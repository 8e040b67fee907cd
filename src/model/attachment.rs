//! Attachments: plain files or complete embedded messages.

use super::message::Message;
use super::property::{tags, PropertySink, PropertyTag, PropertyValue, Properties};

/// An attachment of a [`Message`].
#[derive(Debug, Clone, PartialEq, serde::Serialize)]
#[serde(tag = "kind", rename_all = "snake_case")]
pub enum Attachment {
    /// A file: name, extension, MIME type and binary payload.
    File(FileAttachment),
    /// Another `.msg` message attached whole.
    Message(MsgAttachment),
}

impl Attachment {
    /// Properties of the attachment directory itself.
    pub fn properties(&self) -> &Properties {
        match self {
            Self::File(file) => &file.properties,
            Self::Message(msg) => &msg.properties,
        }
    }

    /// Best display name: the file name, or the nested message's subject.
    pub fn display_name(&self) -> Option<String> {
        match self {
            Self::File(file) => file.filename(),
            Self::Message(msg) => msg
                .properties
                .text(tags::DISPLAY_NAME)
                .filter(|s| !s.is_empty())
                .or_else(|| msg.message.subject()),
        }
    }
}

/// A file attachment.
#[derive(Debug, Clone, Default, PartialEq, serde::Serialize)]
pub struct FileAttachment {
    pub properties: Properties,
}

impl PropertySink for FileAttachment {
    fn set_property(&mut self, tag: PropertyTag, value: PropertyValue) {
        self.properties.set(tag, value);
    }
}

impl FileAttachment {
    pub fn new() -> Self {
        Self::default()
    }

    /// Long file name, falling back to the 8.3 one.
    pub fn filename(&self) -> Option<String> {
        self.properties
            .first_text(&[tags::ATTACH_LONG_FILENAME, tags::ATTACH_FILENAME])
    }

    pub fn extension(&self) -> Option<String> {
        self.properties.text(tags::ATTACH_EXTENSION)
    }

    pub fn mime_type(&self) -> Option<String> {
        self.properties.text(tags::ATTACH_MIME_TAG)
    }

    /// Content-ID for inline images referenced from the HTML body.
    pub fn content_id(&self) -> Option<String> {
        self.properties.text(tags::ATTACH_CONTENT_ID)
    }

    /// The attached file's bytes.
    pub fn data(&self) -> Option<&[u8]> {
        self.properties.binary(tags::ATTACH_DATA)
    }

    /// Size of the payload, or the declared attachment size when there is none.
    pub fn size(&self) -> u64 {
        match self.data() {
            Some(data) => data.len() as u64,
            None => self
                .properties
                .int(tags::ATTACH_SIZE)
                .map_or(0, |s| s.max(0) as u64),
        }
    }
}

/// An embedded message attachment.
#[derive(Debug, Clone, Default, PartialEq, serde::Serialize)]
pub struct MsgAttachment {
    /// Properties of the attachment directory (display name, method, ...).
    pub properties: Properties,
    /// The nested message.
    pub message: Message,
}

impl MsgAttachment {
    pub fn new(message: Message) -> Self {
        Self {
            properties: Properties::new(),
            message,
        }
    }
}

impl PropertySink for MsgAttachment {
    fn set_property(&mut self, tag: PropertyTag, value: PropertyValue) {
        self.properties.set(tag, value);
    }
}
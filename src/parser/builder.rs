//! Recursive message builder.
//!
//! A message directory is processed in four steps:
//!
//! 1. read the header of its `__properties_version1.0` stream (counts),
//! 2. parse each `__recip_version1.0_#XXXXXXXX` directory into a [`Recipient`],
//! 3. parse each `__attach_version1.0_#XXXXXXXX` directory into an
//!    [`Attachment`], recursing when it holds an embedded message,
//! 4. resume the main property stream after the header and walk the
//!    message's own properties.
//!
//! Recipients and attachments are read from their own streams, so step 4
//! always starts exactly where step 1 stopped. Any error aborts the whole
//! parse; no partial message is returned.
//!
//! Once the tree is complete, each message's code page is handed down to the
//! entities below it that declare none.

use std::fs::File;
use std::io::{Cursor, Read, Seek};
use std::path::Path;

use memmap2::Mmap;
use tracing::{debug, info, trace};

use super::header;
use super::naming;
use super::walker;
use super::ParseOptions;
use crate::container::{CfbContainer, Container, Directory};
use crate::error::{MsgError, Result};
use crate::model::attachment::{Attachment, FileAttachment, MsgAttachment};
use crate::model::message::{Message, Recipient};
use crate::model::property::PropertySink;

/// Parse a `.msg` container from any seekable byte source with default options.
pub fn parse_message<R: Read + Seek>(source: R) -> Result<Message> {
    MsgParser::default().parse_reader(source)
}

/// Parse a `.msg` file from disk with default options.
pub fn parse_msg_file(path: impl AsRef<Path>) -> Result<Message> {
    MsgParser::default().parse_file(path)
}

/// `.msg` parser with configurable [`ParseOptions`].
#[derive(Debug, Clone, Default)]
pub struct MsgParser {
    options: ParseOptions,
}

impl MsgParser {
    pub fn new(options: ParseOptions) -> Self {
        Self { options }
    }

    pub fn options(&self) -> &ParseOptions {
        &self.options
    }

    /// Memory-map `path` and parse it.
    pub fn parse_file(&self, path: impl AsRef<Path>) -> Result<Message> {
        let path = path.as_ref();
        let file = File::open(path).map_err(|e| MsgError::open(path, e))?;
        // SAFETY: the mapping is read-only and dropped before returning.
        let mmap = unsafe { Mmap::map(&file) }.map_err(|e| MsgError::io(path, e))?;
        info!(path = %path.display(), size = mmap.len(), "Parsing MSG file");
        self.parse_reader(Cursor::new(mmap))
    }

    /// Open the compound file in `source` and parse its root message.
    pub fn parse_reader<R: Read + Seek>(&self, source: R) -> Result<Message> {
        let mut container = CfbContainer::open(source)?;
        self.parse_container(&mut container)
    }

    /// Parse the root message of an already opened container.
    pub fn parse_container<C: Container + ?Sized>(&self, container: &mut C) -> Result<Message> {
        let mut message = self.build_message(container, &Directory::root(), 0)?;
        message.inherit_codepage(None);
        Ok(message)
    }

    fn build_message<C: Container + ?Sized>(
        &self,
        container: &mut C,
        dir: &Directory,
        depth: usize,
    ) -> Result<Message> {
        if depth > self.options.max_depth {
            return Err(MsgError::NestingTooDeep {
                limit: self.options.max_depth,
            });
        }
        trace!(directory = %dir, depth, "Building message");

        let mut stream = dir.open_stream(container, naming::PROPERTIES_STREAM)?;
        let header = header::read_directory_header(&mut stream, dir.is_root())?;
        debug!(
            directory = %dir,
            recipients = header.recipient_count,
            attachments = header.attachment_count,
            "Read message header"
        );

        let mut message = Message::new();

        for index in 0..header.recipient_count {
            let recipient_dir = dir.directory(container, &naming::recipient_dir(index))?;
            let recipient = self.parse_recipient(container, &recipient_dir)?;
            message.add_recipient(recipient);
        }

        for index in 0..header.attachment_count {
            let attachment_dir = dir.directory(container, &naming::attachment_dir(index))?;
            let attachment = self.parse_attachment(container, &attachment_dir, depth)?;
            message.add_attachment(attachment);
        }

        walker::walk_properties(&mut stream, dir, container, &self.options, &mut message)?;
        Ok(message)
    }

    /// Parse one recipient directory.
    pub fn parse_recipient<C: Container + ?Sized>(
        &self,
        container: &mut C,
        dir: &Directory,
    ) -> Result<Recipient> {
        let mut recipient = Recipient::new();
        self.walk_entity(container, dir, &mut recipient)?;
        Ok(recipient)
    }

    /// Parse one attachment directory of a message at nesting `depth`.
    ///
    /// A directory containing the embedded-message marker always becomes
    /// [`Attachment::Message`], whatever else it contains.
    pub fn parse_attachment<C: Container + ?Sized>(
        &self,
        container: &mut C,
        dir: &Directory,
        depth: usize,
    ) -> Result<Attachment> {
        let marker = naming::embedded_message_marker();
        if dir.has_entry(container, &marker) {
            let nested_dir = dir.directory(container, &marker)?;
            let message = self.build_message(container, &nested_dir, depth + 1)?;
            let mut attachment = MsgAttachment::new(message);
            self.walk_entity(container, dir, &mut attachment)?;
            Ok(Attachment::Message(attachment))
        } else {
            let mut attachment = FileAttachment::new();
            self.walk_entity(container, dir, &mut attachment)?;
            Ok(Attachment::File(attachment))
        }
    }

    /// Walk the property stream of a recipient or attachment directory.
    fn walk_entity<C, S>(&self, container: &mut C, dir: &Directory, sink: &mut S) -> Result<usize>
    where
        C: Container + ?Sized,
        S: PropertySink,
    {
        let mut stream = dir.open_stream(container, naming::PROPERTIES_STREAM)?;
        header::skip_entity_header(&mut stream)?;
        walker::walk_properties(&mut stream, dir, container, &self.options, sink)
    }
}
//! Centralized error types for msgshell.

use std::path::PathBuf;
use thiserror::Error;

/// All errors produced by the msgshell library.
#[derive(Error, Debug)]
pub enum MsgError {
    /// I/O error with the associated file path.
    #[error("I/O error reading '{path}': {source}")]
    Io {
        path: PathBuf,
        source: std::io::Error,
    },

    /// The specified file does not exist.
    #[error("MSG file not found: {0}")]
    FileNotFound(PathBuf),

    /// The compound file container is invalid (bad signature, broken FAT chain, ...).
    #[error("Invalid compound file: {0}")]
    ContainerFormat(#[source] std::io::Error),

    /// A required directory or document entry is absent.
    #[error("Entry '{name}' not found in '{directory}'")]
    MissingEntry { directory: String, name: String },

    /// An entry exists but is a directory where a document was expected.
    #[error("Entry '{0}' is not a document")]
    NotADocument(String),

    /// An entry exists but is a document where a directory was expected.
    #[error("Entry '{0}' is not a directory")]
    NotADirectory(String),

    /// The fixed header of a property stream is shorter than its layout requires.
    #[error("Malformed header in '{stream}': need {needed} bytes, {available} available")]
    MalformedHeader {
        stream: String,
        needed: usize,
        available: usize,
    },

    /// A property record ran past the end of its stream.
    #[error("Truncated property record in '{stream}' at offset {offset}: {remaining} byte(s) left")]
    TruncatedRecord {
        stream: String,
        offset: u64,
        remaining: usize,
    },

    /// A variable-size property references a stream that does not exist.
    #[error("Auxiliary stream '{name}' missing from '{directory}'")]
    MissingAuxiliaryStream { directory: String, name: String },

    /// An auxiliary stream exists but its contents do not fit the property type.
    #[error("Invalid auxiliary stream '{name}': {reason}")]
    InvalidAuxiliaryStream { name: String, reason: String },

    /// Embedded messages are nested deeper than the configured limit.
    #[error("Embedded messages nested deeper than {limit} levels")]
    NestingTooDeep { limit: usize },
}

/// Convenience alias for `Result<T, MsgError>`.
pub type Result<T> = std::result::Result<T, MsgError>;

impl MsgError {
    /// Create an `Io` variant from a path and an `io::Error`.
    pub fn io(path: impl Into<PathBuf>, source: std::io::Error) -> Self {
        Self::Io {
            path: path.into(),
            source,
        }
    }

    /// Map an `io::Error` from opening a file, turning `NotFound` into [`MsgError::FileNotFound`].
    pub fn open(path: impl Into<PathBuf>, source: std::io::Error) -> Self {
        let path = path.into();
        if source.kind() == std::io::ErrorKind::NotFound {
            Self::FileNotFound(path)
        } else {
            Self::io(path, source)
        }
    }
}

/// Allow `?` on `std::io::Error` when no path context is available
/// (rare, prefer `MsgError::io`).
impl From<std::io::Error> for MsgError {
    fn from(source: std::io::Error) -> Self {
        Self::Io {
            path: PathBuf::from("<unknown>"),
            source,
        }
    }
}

_ _ _ _ _ _ _

Task to complete – Look at the records above. Copy every line where the string "MsgError" occurs.

Exercise output –
use crate::error::{MsgError, Result};
        let file = File::open(path).map_err(|e| MsgError::open(path, e))?;
        let mmap = unsafe { Mmap::map(&file) }.map_err(|e| MsgError::io(path, e))?;
            return Err(MsgError::NestingTooDeep {
pub enum MsgError {
/// Convenience alias for `Result<T, MsgError>`.
pub type Result<T> = std::result::Result<T, MsgError>;
impl MsgError {
    /// Map an `io::Error` from opening a file, turning `NotFound` into [`MsgError::FileNotFound`].
/// (rare, prefer `MsgError::io`).
impl From<std::io::Error> for MsgError {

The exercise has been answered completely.